Woodstock area, if I'm not mistaken, is around Woodstock Ave. which is in the Reed College area and Eastmorland. Hawthorne would be way north, with Terwilliger being a return south again. 

Ross Island bridge or Sellwood bridge are the two best choices. Although the Sellwood bridge is supposedly "walk your bike" stuff unless they changed the rules. It's too narrow to ride in the street. 

If you come across the Sellwood bridge, ride west off Macadam and choose Corbett Ave. as your "bike friendly" route up to and across Barbur Blvd. Then up the hill from Barbur to Terwilliger and the Vets Hosp. 

If you're not a climber, you soon will be. *G* "Pill Hill" as Marquam Hill is called (OHSU and Vets Hosp. Dental School, Opthamology Clinic, Dornbecher Hosp, etc) is major view property just below Council Crest and the West Hills. You'll be riding from near Willamette River elevation to probably close to 1,000 above the river. Spectacular views, but you may find yourself looking at your bottom bracket a great deal for a third chain ring. 

Fenders and rain. Today is May 21. Record continuous rainfall in Portland for May is 22 days. We're on day 18 with more rain in the forecast. In inches the precip is about 60% past average for May. But we had a really dry Jan. and Feb. 

You can tell the Oregonians from the out-of-state types. Oregonians are the ones who don't own raingear. "Yeah, but I'm not going to be out in it that long." or "It's just misting." 

As a doctor you may be interested in knowing that the Willamette Valley (Portland is the north end of the Valley.) is the number one place in the world for mold and mildew -- and all the related allergies they precipitate. Place furniture in your house with ample ventilation space between it and outside walls. 

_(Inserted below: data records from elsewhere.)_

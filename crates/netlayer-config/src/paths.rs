use netlayer_core::{NetlayerError, Result};
use std::ffi::OsString;
use std::path::{Path, PathBuf};
use tracing::debug;

use crate::format;

/// Directory holding override files, under the home dir or the project root.
pub const CONFIG_DIR: &str = ".netlayer";

/// File stem of override files. The extension selects the format.
pub const OVERRIDE_STEM: &str = "networks";

/// Project option naming an explicit local override path.
pub const LOCAL_PATH_OPTION: &str = "local_networks_config";

/// Candidate override paths for one project.
#[derive(Debug, Clone, PartialEq, Eq)]
pub struct ResolvedPaths {
    /// `None` when the user has no home directory; the home layer is skipped.
    pub home: Option<PathBuf>,
    pub local: PathBuf,
    /// Whether `local` came from the project configuration.
    pub local_explicit: bool,
}

/// Computes where the home and local override files live.
#[derive(Debug, Clone)]
pub struct PathResolver {
    home: Option<PathBuf>,
    root: PathBuf,
}

impl PathResolver {
    /// Resolver for the invoking user's home directory.
    pub fn new(root: impl Into<PathBuf>) -> Self {
        Self {
            home: dirs::home_dir(),
            root: root.into(),
        }
    }

    pub fn with_home(home: impl Into<PathBuf>, root: impl Into<PathBuf>) -> Self {
        Self {
            home: Some(home.into()),
            root: root.into(),
        }
    }

    pub fn home_dir(&self) -> Option<&Path> {
        self.home.as_deref()
    }

    pub fn project_root(&self) -> &Path {
        &self.root
    }

    /// `<home>/.netlayer/networks`, the same every run.
    pub fn home_path(&self) -> Option<PathBuf> {
        self.home
            .as_ref()
            .map(|home| home.join(CONFIG_DIR).join(OVERRIDE_STEM))
    }

    /// `<root>/.netlayer/networks`, used when no explicit path is configured.
    pub fn default_local_path(&self) -> PathBuf {
        self.root.join(CONFIG_DIR).join(OVERRIDE_STEM)
    }

    /// Turn a configured path into a filesystem path: `~` expands to the home
    /// directory and relative paths are taken from the project root. Without
    /// a home directory a leading `~` is kept as a literal path component.
    pub fn expand(&self, configured: &str) -> PathBuf {
        if let Some(home) = &self.home {
            if configured == "~" {
                return home.clone();
            }
            if let Some(rest) = configured
                .strip_prefix("~/")
                .or_else(|| configured.strip_prefix("~\\"))
            {
                return home.join(rest);
            }
        }
        let path = Path::new(configured);
        if path.is_absolute() {
            path.to_path_buf()
        } else {
            self.root.join(path)
        }
    }

    pub fn local_path(&self, explicit: Option<&str>) -> PathBuf {
        match explicit {
            Some(configured) => self.expand(configured),
            None => self.default_local_path(),
        }
    }

    /// Compute both candidate paths. An explicitly configured local path must
    /// exist; the conventional paths may be absent.
    pub fn resolve(&self, explicit: Option<&str>) -> Result<ResolvedPaths> {
        let home = self.home_path();
        let local = self.local_path(explicit);

        if let Some(configured) = explicit {
            if locate(&local).is_none() {
                return Err(NetlayerError::MissingConfigFile {
                    option: LOCAL_PATH_OPTION.into(),
                    path: configured.to_string(),
                });
            }
        }

        debug!(
            home = ?home.as_deref().map(Path::display),
            local = %local.display(),
            "resolved override paths"
        );
        Ok(ResolvedPaths {
            home,
            local,
            local_explicit: explicit.is_some(),
        })
    }
}

/// Find the file a candidate path refers to.
///
/// A path ending in a supported extension names exactly that file. Any other
/// path is a stem: `<path>.toml` then `<path>.json` are tried, then the path
/// itself.
pub fn locate(path: &Path) -> Option<PathBuf> {
    let has_known_extension = path
        .extension()
        .and_then(|e| e.to_str())
        .is_some_and(|e| format::for_extension(e).is_some());

    if has_known_extension {
        return path.is_file().then(|| path.to_path_buf());
    }

    for source in format::FORMATS {
        let candidate = with_appended_extension(path, source.extension());
        if candidate.is_file() {
            return Some(candidate);
        }
    }

    path.is_file().then(|| path.to_path_buf())
}

fn with_appended_extension(path: &Path, extension: &str) -> PathBuf {
    let mut raw = OsString::from(path.as_os_str());
    raw.push(".");
    raw.push(extension);
    PathBuf::from(raw)
}

#[cfg(test)]
mod tests {
    use super::*;

    #[test]
    fn test_conventional_paths() {
        let resolver = PathResolver::with_home("/home/dev", "/work/app");
        assert_eq!(
            resolver.home_path(),
            Some(PathBuf::from("/home/dev/.netlayer/networks"))
        );
        assert_eq!(
            resolver.default_local_path(),
            PathBuf::from("/work/app/.netlayer/networks")
        );
        assert_eq!(resolver.local_path(None), resolver.default_local_path());
    }

    #[test]
    fn test_expand_tilde_relative_absolute() {
        let resolver = PathResolver::with_home("/home/dev", "/work/app");
        assert_eq!(resolver.expand("~"), PathBuf::from("/home/dev"));
        assert_eq!(
            resolver.expand("~/xyz/networks.toml"),
            PathBuf::from("/home/dev/xyz/networks.toml")
        );
        assert_eq!(
            resolver.expand("config/networks.json"),
            PathBuf::from("/work/app/config/networks.json")
        );
        #[cfg(unix)]
        assert_eq!(resolver.expand("/etc/networks.toml"), PathBuf::from("/etc/networks.toml"));
    }

    #[test]
    fn test_appended_extension_keeps_dots() {
        assert_eq!(
            with_appended_extension(Path::new("/a/networks.local"), "toml"),
            PathBuf::from("/a/networks.local.toml")
        );
    }

    #[test]
    fn test_no_home_dir_skips_home_layer() {
        let resolver = PathResolver {
            home: None,
            root: PathBuf::from("/work/app"),
        };
        assert_eq!(resolver.home_path(), None);
        assert_eq!(
            resolver.expand("~/networks.toml"),
            PathBuf::from("/work/app/~/networks.toml")
        );

        let paths = resolver.resolve(None).unwrap();
        assert_eq!(paths.home, None);
        assert_eq!(paths.local, PathBuf::from("/work/app/.netlayer/networks"));
    }
}
use console::style;
use netlayer_config::paths::locate;
use netlayer_config::{LOCAL_PATH_OPTION, NetworkResolver, PathResolver, ProjectConfig};
use netlayer_core::Result;
use std::fmt::Write;
use std::path::Path;

pub(super) fn cmd_paths(resolver: &NetworkResolver, project: &ProjectConfig) -> Result<()> {
    print!("{}", render_paths(&resolver.path_resolver(project), project));
    Ok(())
}

fn render_paths(resolver: &PathResolver, project: &ProjectConfig) -> String {
    let explicit = project.local_networks_config.as_deref();
    let mut out = format!("{}\n", style("Override files (weakest first)").bold());

    match resolver.home_path() {
        Some(home) => candidate(&mut out, "home", &home, "conventional", false),
        None => {
            let _ = writeln!(out, "  {:<7} {}", "home", style("no home directory, skipped").dim());
        }
    }

    let local = resolver.local_path(explicit);
    match explicit {
        Some(configured) => candidate(
            &mut out,
            "local",
            &local,
            &format!("{LOCAL_PATH_OPTION} = \"{configured}\""),
            true,
        ),
        None => candidate(&mut out, "local", &local, "conventional", false),
    }

    let _ = writeln!(
        out,
        "  {:<7} {} ({} networks)",
        "project",
        project.root.display(),
        project.networks.len()
    );
    out
}

fn candidate(out: &mut String, label: &str, path: &Path, origin: &str, required: bool) {
    let status = match locate(path) {
        Some(file) => style(format!("found {}", file.display())).green(),
        None if required => style("missing (required)".to_string()).red(),
        None => style("not found".to_string()).dim(),
    };
    let _ = writeln!(out, "  {label:<7} {} [{origin}]", path.display());
    let _ = writeln!(out, "          {status}");
}

#[cfg(test)]
mod tests {
    use super::*;
    use netlayer_core::NetworksMap;

    #[test]
    fn test_paths_reports_found_and_missing_files() {
        let home = tempfile::tempdir().unwrap();
        let root = tempfile::tempdir().unwrap();
        std::fs::create_dir_all(home.path().join(".netlayer")).unwrap();
        std::fs::write(home.path().join(".netlayer").join("networks.toml"), "").unwrap();

        let project = ProjectConfig::new(root.path(), NetworksMap::new());
        let resolver = NetworkResolver::new().with_home(home.path());
        let out = render_paths(&resolver.path_resolver(&project), &project);

        let found = home.path().join(".netlayer").join("networks.toml");
        assert!(out.contains(&format!("found {}", found.display())));
        assert!(out.contains("not found"));
        assert!(out.contains("[conventional]"));
        assert!(out.contains("(0 networks)"));
        assert!(cmd_paths(&resolver, &project).is_ok());
    }

    #[test]
    fn test_paths_flags_missing_explicit_local_path() {
        let home = tempfile::tempdir().unwrap();
        let root = tempfile::tempdir().unwrap();
        let project = ProjectConfig::new(root.path(), NetworksMap::new())
            .with_local_networks_config("config/missing.json");
        let resolver = PathResolver::with_home(home.path(), root.path());

        let out = render_paths(&resolver, &project);
        assert!(out.contains("local_networks_config = \"config/missing.json\""));
        assert!(out.contains("missing (required)"));
    }
}
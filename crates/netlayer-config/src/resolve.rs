use netlayer_core::{Layer, NetworkConfig, NetworksMap, Result, default_network_config};
use std::collections::BTreeMap;
use std::path::PathBuf;
use tracing::{debug, info};

use crate::loader::{LoadedOverride, OverrideLoader};
use crate::merge::NetworkMerger;
use crate::paths::{PathResolver, ResolvedPaths};
use crate::project::ProjectConfig;

/// Outcome of resolving a project's networks, with the inputs that produced it.
#[derive(Debug, Clone)]
pub struct Resolution {
    pub paths: ResolvedPaths,
    pub defaults: NetworkConfig,
    pub declared: NetworksMap,
    pub home: LoadedOverride,
    pub local: LoadedOverride,
    pub networks: NetworksMap,
}

impl Resolution {
    /// Which layer supplied each key of a resolved network.
    pub fn explain(&self, name: &str) -> Option<BTreeMap<String, Layer>> {
        NetworkMerger::new(
            &self.defaults,
            &self.declared,
            &self.home.contents,
            &self.local.contents,
        )
        .explain(name)
    }
}

/// Resolves a project's networks against the home and local overrides.
#[derive(Debug)]
pub struct NetworkResolver {
    home: Option<PathBuf>,
    defaults: NetworkConfig,
    loader: OverrideLoader,
}

impl Default for NetworkResolver {
    fn default() -> Self {
        Self::new()
    }
}

impl NetworkResolver {
    pub fn new() -> Self {
        Self {
            home: None,
            defaults: default_network_config(),
            loader: OverrideLoader::new(),
        }
    }

    /// Use `home` instead of the invoking user's home directory.
    pub fn with_home(mut self, home: impl Into<PathBuf>) -> Self {
        self.home = Some(home.into());
        self
    }

    pub fn with_loader(mut self, loader: OverrideLoader) -> Self {
        self.loader = loader;
        self
    }

    pub fn with_defaults(mut self, defaults: NetworkConfig) -> Self {
        self.defaults = defaults;
        self
    }

    pub fn path_resolver(&self, project: &ProjectConfig) -> PathResolver {
        match &self.home {
            Some(home) => PathResolver::with_home(home, &project.root),
            None => PathResolver::new(&project.root),
        }
    }

    /// Compute paths, load both overrides and merge. Any failure aborts the
    /// whole resolution.
    pub fn resolve(&self, project: &ProjectConfig) -> Result<Resolution> {
        let paths = self
            .path_resolver(project)
            .resolve(project.local_networks_config.as_deref())?;

        let home = match &paths.home {
            Some(path) => self.loader.load_source(path)?,
            None => {
                debug!("no home directory, skipping home override");
                LoadedOverride::default()
            }
        };
        let local = self.loader.load_source(&paths.local)?;

        let networks = NetworkMerger::new(
            &self.defaults,
            &project.networks,
            &home.contents,
            &local.contents,
        )
        .merge();

        info!(
            networks = networks.len(),
            home = home.file.is_some(),
            local = local.file.is_some(),
            "resolved networks"
        );

        Ok(Resolution {
            paths,
            defaults: self.defaults.clone(),
            declared: project.networks.clone(),
            home,
            local,
            networks,
        })
    }

    /// Resolve and replace `project.networks` with the result. On error the
    /// project is left untouched.
    pub fn extend(&self, project: &mut ProjectConfig) -> Result<()> {
        let resolution = self.resolve(project)?;
        debug!(
            declared = project.networks.len(),
            resolved = resolution.networks.len(),
            "extending project networks"
        );
        project.networks = resolution.networks;
        Ok(())
    }
}
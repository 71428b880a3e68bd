use std::path::PathBuf;
use thiserror::Error;

/// Unified error type for netlayer.
#[derive(Error, Debug)]
pub enum NetlayerError {
    // ── Override file errors ───────────────────────────────────
    /// An explicitly configured override path does not exist. `path` is the
    /// configured value, verbatim.
    #[error("configuration file not found under \"{option}\" path: {path};")]
    MissingConfigFile { option: String, path: String },

    #[error("failed to parse {}: {reason}", path.display())]
    Parse { path: PathBuf, reason: String },

    #[error("unsupported config format '.{extension}' for {}", path.display())]
    UnsupportedFormat { path: PathBuf, extension: String },

    // ── Project errors ─────────────────────────────────────────
    #[error("config error: {0}")]
    Config(String),

    // ── Generic wrappers ───────────────────────────────────────
    #[error("io error: {0}")]
    Io(#[from] std::io::Error),

    #[error("serialization error: {0}")]
    Serialization(#[from] serde_json::Error),

    #[error("toml serialization error: {0}")]
    TomlSerialization(#[from] toml::ser::Error),
}

pub type Result<T> = std::result::Result<T, NetlayerError>;
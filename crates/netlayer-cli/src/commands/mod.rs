use clap::{CommandFactory, Parser, Subcommand, ValueEnum};
use clap_complete::{Shell, generate};
use std::path::PathBuf;
use tracing::debug;

use netlayer_config::{NetworkResolver, ProjectConfig};

mod init;
mod networks;
mod paths;

/// Layered network configuration for blockchain projects
#[derive(Parser)]
#[command(name = "netlayer", version, about, long_about = None)]
#[command(propagate_version = true)]
pub struct Cli {
    /// Path to netlayer.toml or its directory (default: nearest one above the current directory)
    #[arg(short, long, global = true, env = "NETLAYER_PROJECT")]
    project: Option<PathBuf>,

    /// Log level override (e.g. debug, info, warn, error)
    #[arg(short, long, global = true)]
    log_level: Option<String>,

    /// Log output format
    #[arg(long, global = true, value_enum, default_value_t = LogFormat::Pretty)]
    log_format: LogFormat,

    /// Enable verbose output (debug logging)
    #[arg(short, long, global = true, conflicts_with = "quiet")]
    verbose: bool,

    /// Suppress all log output (errors only)
    #[arg(short, long, global = true, conflicts_with = "verbose")]
    quiet: bool,

    #[command(subcommand)]
    command: Commands,
}

#[derive(Clone, Copy, PartialEq, Eq, ValueEnum)]
enum LogFormat {
    Pretty,
    Json,
}

#[derive(Subcommand)]
enum Commands {
    /// Print every resolved network
    Networks {
        /// Output as JSON
        #[arg(long)]
        json: bool,
    },
    /// Print one resolved network
    Show {
        /// Network name
        name: String,
        /// Output as JSON
        #[arg(long)]
        json: bool,
        /// Show which layer supplied each setting
        #[arg(long, conflicts_with = "json")]
        explain: bool,
    },
    /// Show where override files are looked up and which were found
    Paths,
    /// Write an override file template
    Init {
        /// Create ~/.netlayer/networks.toml instead of the project's local override
        #[arg(long)]
        home: bool,
        /// Overwrite an existing file
        #[arg(long)]
        force: bool,
    },
    /// Generate shell completions for bash, zsh, or fish
    Completions {
        /// Shell to generate completions for
        #[arg(value_enum)]
        shell: Shell,
    },
}

impl Cli {
    pub fn run(self) -> netlayer_core::Result<()> {
        self.init_tracing();

        match self.command {
            Commands::Networks { json } => {
                let project = Self::load_project(self.project)?;
                networks::cmd_networks(&NetworkResolver::new(), &project, json)
            }
            Commands::Show {
                name,
                json,
                explain,
            } => {
                let project = Self::load_project(self.project)?;
                networks::cmd_show(&NetworkResolver::new(), &project, &name, json, explain)
            }
            Commands::Paths => {
                let project = Self::load_project(self.project)?;
                paths::cmd_paths(&NetworkResolver::new(), &project)
            }
            Commands::Init { home, force } => {
                if home {
                    init::cmd_init_home(force)
                } else {
                    let project = Self::load_project(self.project)?;
                    init::cmd_init_local(&NetworkResolver::new(), &project, force)
                }
            }
            Commands::Completions { shell } => Self::cmd_completions(shell),
        }
    }

    // Resolve log level: RUST_LOG > --verbose > --quiet > --log-level > warn
    fn init_tracing(&self) {
        let log_level = if self.verbose {
            "debug"
        } else if self.quiet {
            "error"
        } else {
            self.log_level.as_deref().unwrap_or("warn")
        };
        let filter = tracing_subscriber::EnvFilter::try_from_default_env()
            .unwrap_or_else(|_| tracing_subscriber::EnvFilter::new(log_level));

        let builder = tracing_subscriber::fmt()
            .with_env_filter(filter)
            .with_writer(std::io::stderr);
        match self.log_format {
            LogFormat::Json => builder.json().with_target(true).init(),
            LogFormat::Pretty => builder.with_target(false).init(),
        }
    }

    fn load_project(path: Option<PathBuf>) -> netlayer_core::Result<ProjectConfig> {
        let project = match path {
            Some(path) => ProjectConfig::load(&path)?,
            None => ProjectConfig::discover(&std::env::current_dir()?)?,
        };
        debug!(
            root = %project.root.display(),
            networks = project.networks.len(),
            "project loaded"
        );
        Ok(project)
    }

    fn cmd_completions(shell: Shell) -> netlayer_core::Result<()> {
        let mut cmd = Cli::command();
        generate(shell, &mut cmd, "netlayer", &mut std::io::stdout());
        Ok(())
    }
}
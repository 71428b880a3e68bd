//! # netlayer-config
//!
//! Layered network configuration. A project's declared networks are merged
//! with an optional home override (`~/.netlayer/networks.{toml,json}`) and an
//! optional local override (`<project>/.netlayer/networks.{toml,json}` or an
//! explicit `local_networks_config` path), on top of built-in defaults.
//!
//! Precedence, weakest first: defaults, home, local, project.

pub mod format;
pub mod loader;
pub mod merge;
pub mod paths;
pub mod project;
pub mod resolve;

pub use format::{JsonFormat, SourceFormat, TomlFormat};
pub use loader::{LoadedOverride, OverrideLoader};
pub use merge::NetworkMerger;
pub use paths::{LOCAL_PATH_OPTION, PathResolver, ResolvedPaths};
pub use project::{PROJECT_FILE, ProjectConfig};
pub use resolve::{NetworkResolver, Resolution};
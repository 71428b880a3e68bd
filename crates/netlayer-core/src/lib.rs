//! # netlayer-core
//!
//! Shared vocabulary for netlayer: the network configuration data model,
//! built-in defaults, merge layers, and the error type used by every other
//! crate in the workspace.

pub mod error;
pub mod types;

pub use error::{NetlayerError, Result};
pub use types::*;
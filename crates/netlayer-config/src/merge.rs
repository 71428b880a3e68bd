//! Layered merge of network settings.
//!
//! Every network name found in the project, the home override or the local
//! override is resolved by applying, weakest first:
//!
//! 1. built-in defaults
//! 2. home `defaultConfig`
//! 3. home `networks[name]`
//! 4. local `defaultConfig`
//! 5. local `networks[name]`
//! 6. project `networks[name]`
//!
//! Each layer overwrites same-named keys of the layers before it. The
//! overwrite is shallow: a nested value (e.g. `httpHeaders`) is replaced
//! whole.

use netlayer_core::{Layer, NetworkConfig, NetworksMap, OverrideFile};
use std::collections::{BTreeMap, BTreeSet};

pub struct NetworkMerger<'a> {
    defaults: &'a NetworkConfig,
    project: &'a NetworksMap,
    home: &'a OverrideFile,
    local: &'a OverrideFile,
}

impl<'a> NetworkMerger<'a> {
    pub fn new(
        defaults: &'a NetworkConfig,
        project: &'a NetworksMap,
        home: &'a OverrideFile,
        local: &'a OverrideFile,
    ) -> Self {
        Self {
            defaults,
            project,
            home,
            local,
        }
    }

    /// Union of the network names declared by the three sources.
    pub fn network_names(&self) -> BTreeSet<&'a str> {
        self.project
            .keys()
            .chain(self.home.networks.keys())
            .chain(self.local.networks.keys())
            .map(String::as_str)
            .collect()
    }

    fn declares(&self, name: &str) -> bool {
        self.project.contains_key(name)
            || self.home.networks.contains_key(name)
            || self.local.networks.contains_key(name)
    }

    fn layers(&self, name: &str) -> [(Layer, Option<&'a NetworkConfig>); 6] {
        [
            (Layer::Defaults, Some(self.defaults)),
            (Layer::HomeDefault, Some(&self.home.default_config)),
            (Layer::HomeNetwork, self.home.networks.get(name)),
            (Layer::LocalDefault, Some(&self.local.default_config)),
            (Layer::LocalNetwork, self.local.networks.get(name)),
            (Layer::Project, self.project.get(name)),
        ]
    }

    /// Resolved settings for one network, or `None` if no source declares it.
    pub fn merge_network(&self, name: &str) -> Option<NetworkConfig> {
        if !self.declares(name) {
            return None;
        }
        let mut resolved = NetworkConfig::new();
        for (_, config) in self.layers(name) {
            for (key, value) in config.into_iter().flatten() {
                resolved.insert(key.clone(), value.clone());
            }
        }
        Some(resolved)
    }

    /// Resolve every declared network.
    pub fn merge(&self) -> NetworksMap {
        self.network_names()
            .into_iter()
            .filter_map(|name| Some((name.to_string(), self.merge_network(name)?)))
            .collect()
    }

    /// For each resolved key of `name`, the layer its final value came from.
    pub fn explain(&self, name: &str) -> Option<BTreeMap<String, Layer>> {
        if !self.declares(name) {
            return None;
        }
        let mut origins = BTreeMap::new();
        for (layer, config) in self.layers(name) {
            for key in config.into_iter().flat_map(|c| c.keys()) {
                origins.insert(key.clone(), layer);
            }
        }
        Some(origins)
    }
}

But the micro-brew beer is world class, and Willamette Valley wines are fast following.


----------



## mdehner

*Route suggestion from Sellwood...*

I ride throughout SE/SW Portland frequently, and obviously you will need to experiment to find what suits your tastes. I strongly suggest taking Tacoma west across the Sellwood Bridge and, if you have a decent sprint, take the one and only lane for yourself until you are safely over the bridge. Much safer and efficient that riding or even walking on the narrow sidewalk. If you lack the sprint or the gusto for that approach, the next-best alternative is to dare the sidewalk to the crest of the bridge, get some speed, and bunny-hop the curb, then take your lane from that point. (Just make sure you stick the landing.)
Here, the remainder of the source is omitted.